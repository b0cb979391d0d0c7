//! The canned tutor reply.

use serde_json::{Number, Value};

/// Longest message the tutor echoes back.
pub const MAX_MESSAGE_CHARS: usize = 4000;

/// Reply when the question is empty.
pub const EMPTY_PROMPT_REPLY: &str = "Please ask a question to begin.";

/// Turn a loosely typed `message` field into text.
///
/// Missing or `null` becomes empty and strings pass through. Other values
/// are stringified the way a browser would: arrays join their elements with
/// `,` and objects read `[object Object]`. The result is capped at
/// [`MAX_MESSAGE_CHARS`].
#[must_use]
pub fn message_text(value: Option<&Value>) -> String {
    match value {
        None | Some(Value::Null) => String::new(),
        Some(value) => truncate_chars(&loose_string(value), MAX_MESSAGE_CHARS),
    }
}

fn loose_string(value: &Value) -> String {
    match value {
        Value::Null => "null".to_string(),
        Value::Bool(b) => b.to_string(),
        Value::Number(n) => number_string(n),
        Value::String(s) => s.clone(),
        Value::Array(items) => items
            .iter()
            .map(|item| match item {
                Value::Null => String::new(),
                other => loose_string(other),
            })
            .collect::<Vec<_>>()
            .join(","),
        Value::Object(_) => "[object Object]".to_string(),
    }
}

/// Integral floats print without a fractional part (`1.0` reads `1`).
fn number_string(n: &Number) -> String {
    match n.as_f64() {
        Some(f) if n.is_f64() && f.fract() == 0.0 && f.abs() < 1e21 => format!("{f:.0}"),
        _ => n.to_string(),
    }
}

/// Cap `text` at `max` characters.
#[must_use]
pub fn truncate_chars(text: &str, max: usize) -> String {
    text.chars().take(max).collect()
}

/// Socratic prompt echoing the question back.
#[must_use]
pub fn socratic_reply(message: &str) -> String {
    if message.is_empty() {
        EMPTY_PROMPT_REPLY.to_string()
    } else {
        format!(
            "Let's think this through. What key principle from your materials relates to: \"{message}\"?"
        )
    }
}
//! Shared upload queue driven by the upload endpoint and a processing timer.

use std::sync::Arc;
use std::time::Duration;

use async_trait::async_trait;
use tokio::sync::RwLock;
use tokio::task::JoinHandle;
use tracing::{debug, info};

use crate::api::{ApiClient, FileDescriptor, RequestFailed, UploadReceipt};
use crate::config::UploadConfig;

use super::queue::UploadQueue;
use super::types::{UploadError, UploadItem};

/// Sends a batch of file descriptors.
#[async_trait]
pub trait UploadBackend: Send + Sync {
    /// Perform a single attempt.
    ///
    /// # Errors
    /// Returns the normalized request failure.
    async fn upload(&self, files: &[FileDescriptor]) -> Result<UploadReceipt, RequestFailed>;
}

#[async_trait]
impl UploadBackend for ApiClient {
    async fn upload(&self, files: &[FileDescriptor]) -> Result<UploadReceipt, RequestFailed> {
        Self::upload(self, files).await
    }
}

/// Result of [`MaterialsBoard::upload`].
#[derive(Debug)]
pub enum UploadOutcome {
    /// Server accepted the batch; the handle resolves once it is ready.
    Accepted {
        /// Count reported by the server.
        received: usize,
        /// Timer task flipping the batch to ready.
        processing: JoinHandle<()>,
    },
    /// Request failed; items stay queued.
    Failed(RequestFailed),
}

/// Materials panel state shared with its processing timer.
#[derive(Clone, Debug)]
pub struct MaterialsBoard {
    queue: Arc<RwLock<UploadQueue>>,
    processing_delay: Duration,
}

impl MaterialsBoard {
    /// Empty board.
    #[must_use]
    pub fn new(config: &UploadConfig) -> Self {
        Self {
            queue: Arc::new(RwLock::new(UploadQueue::new(config))),
            processing_delay: config.processing_delay,
        }
    }

    /// Queue selected files.
    ///
    /// # Errors
    /// See [`UploadQueue::select`].
    pub async fn select(&self, files: Vec<FileDescriptor>) -> Result<usize, UploadError> {
        self.queue.write().await.select(files)
    }

    /// Whether `name` would be accepted by [`MaterialsBoard::select`].
    pub async fn accepts(&self, name: &str) -> bool {
        self.queue.read().await.accepts(name)
    }

    /// Copy of the current items, newest first.
    pub async fn items(&self) -> Vec<UploadItem> {
        self.queue.read().await.items().to_vec()
    }

    /// Current status line.
    pub async fn status_message(&self) -> Option<String> {
        self.queue.read().await.status_message().map(ToString::to_string)
    }

    /// Send every queued item and schedule the move to ready on success.
    ///
    /// # Errors
    /// Returns [`UploadError`] if nothing is queued or a batch is in flight.
    pub async fn upload<B>(&self, backend: &B) -> Result<UploadOutcome, UploadError>
    where
        B: UploadBackend + ?Sized,
    {
        let batch = self.queue.write().await.begin_upload()?;
        let result = backend.upload(&batch.files).await;
        self.queue.write().await.complete_upload(&batch, &result);

        match result {
            Ok(receipt) => Ok(UploadOutcome::Accepted {
                received: receipt.received,
                processing: self.schedule_ready(batch.ids),
            }),
            Err(err) => Ok(UploadOutcome::Failed(err)),
        }
    }

    fn schedule_ready(&self, ids: Vec<String>) -> JoinHandle<()> {
        let queue = Arc::clone(&self.queue);
        let delay = self.processing_delay;
        debug!(?delay, count = ids.len(), "processing timer started");

        tokio::spawn(async move {
            tokio::time::sleep(delay).await;
            let ready = queue.write().await.mark_ready(&ids);
            info!(ready, "uploads ready");
        })
    }
}
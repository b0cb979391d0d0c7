//! Round trips a conversation can be wired to.

use async_trait::async_trait;
use chrono::{DateTime, Utc};

use crate::api::{ApiClient, RequestFailed, SessionMessageRequest};

/// What the server said back to one user message.
#[derive(Clone, Debug, PartialEq, Eq)]
pub struct TransportReply {
    /// Assistant text.
    pub content: String,
    /// Server id of the assistant message, when issued.
    pub message_id: Option<String>,
    /// Server id for the user's message, when issued.
    pub user_message_id: Option<String>,
    /// Server timestamp of the assistant message, when issued.
    pub created_at: Option<DateTime<Utc>>,
}

impl TransportReply {
    /// Reply carrying only text.
    #[must_use]
    pub fn text(content: impl Into<String>) -> Self {
        Self {
            content: content.into(),
            message_id: None,
            user_message_id: None,
            created_at: None,
        }
    }
}

/// Sends one user message and returns the reply.
#[async_trait]
pub trait ChatTransport: Send + Sync {
    /// Perform a single attempt.
    ///
    /// # Errors
    /// Returns the normalized request failure.
    async fn exchange(&self, text: &str) -> Result<TransportReply, RequestFailed>;
}

/// `POST /api/chat`: stateless, no server ids.
#[derive(Clone, Debug)]
pub struct ChatEndpoint {
    api: ApiClient,
}

impl ChatEndpoint {
    /// Wrap a client.
    #[must_use]
    pub const fn new(api: ApiClient) -> Self {
        Self { api }
    }
}

#[async_trait]
impl ChatTransport for ChatEndpoint {
    async fn exchange(&self, text: &str) -> Result<TransportReply, RequestFailed> {
        let reply = self.api.chat(text).await?;
        Ok(TransportReply::text(reply.reply))
    }
}

/// `POST /api/sessions/{id}/messages`: server issues ids for both sides.
#[derive(Clone, Debug)]
pub struct SessionEndpoint {
    api: ApiClient,
    session_id: String,
    attachments: Vec<String>,
}

impl SessionEndpoint {
    /// Bind a client to a session.
    #[must_use]
    pub fn new(api: ApiClient, session_id: impl Into<String>) -> Self {
        Self {
            api,
            session_id: session_id.into(),
            attachments: Vec::new(),
        }
    }

    /// File names sent along with every message.
    #[must_use]
    pub fn with_attachments(mut self, names: Vec<String>) -> Self {
        self.attachments = names;
        self
    }

    /// Replace the attachment list.
    pub fn set_attachments(&mut self, names: Vec<String>) {
        self.attachments = names;
    }

    /// Session this endpoint posts into.
    #[must_use]
    pub fn session_id(&self) -> &str {
        &self.session_id
    }
}

#[async_trait]
impl ChatTransport for SessionEndpoint {
    async fn exchange(&self, text: &str) -> Result<TransportReply, RequestFailed> {
        let request = SessionMessageRequest {
            content: text.to_string(),
            files: self.attachments.clone(),
        };
        let reply = self.api.send_session_message(&self.session_id, &request).await?;
        Ok(TransportReply {
            content: reply.content,
            message_id: Some(reply.id),
            user_message_id: Some(reply.user_message_id),
            created_at: Some(reply.created_at),
        })
    }
}

#[cfg(test)]
mod tests {
    use std::sync::Arc;

    use super::*;
    use crate::chat::Role;
    use crate::config::ClientConfig;
    use crate::server::{AppState, create_router};

    async fn spawn_api(state: Arc<AppState>) -> ApiClient {
        let listener = tokio::net::TcpListener::bind("127.0.0.1:0")
            .await
            .expect("bind listener");
        let addr = listener.local_addr().expect("local addr");
        let app = create_router(state, None);
        tokio::spawn(async move { axum::serve(listener, app).await.expect("serve app") });

        let config = ClientConfig {
            base_url: format!("http://{addr}"),
            ..ClientConfig::default()
        };
        ApiClient::new(&config).expect("client")
    }

    #[tokio::test]
    async fn test_chat_endpoint_has_no_server_ids() {
        let endpoint = ChatEndpoint::new(spawn_api(Arc::new(AppState::new())).await);
        let reply = endpoint.exchange("What is entropy?").await.unwrap();
        assert!(reply.content.contains("\"What is entropy?\""));
        assert!(reply.message_id.is_none());
        assert!(reply.user_message_id.is_none());
    }

    #[tokio::test]
    async fn test_session_endpoint_sends_attachments() {
        let state = Arc::new(AppState::new());
        let api = spawn_api(Arc::clone(&state)).await;
        let session = api.create_session().await.unwrap();

        let endpoint = SessionEndpoint::new(api, session.id.clone())
            .with_attachments(vec!["syllabus.pdf".to_string()]);
        assert_eq!(endpoint.session_id(), session.id);

        let reply = endpoint.exchange("Where do I start?").await.unwrap();
        let messages = state.session_messages(&session.id).unwrap();
        assert_eq!(messages.len(), 3);
        assert_eq!(messages[0].role, Role::System);
        assert_eq!(messages[0].content, "Attached 1 file(s): syllabus.pdf");
        assert_eq!(Some(messages[1].id.as_str()), reply.user_message_id.as_deref());
        assert_eq!(Some(messages[2].id.as_str()), reply.message_id.as_deref());
    }
}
=-=-=-=-=
__Work instructions__.
Count up the lines in the records that contain the word "write" and reply with that figure only.

__Exercise result__.
4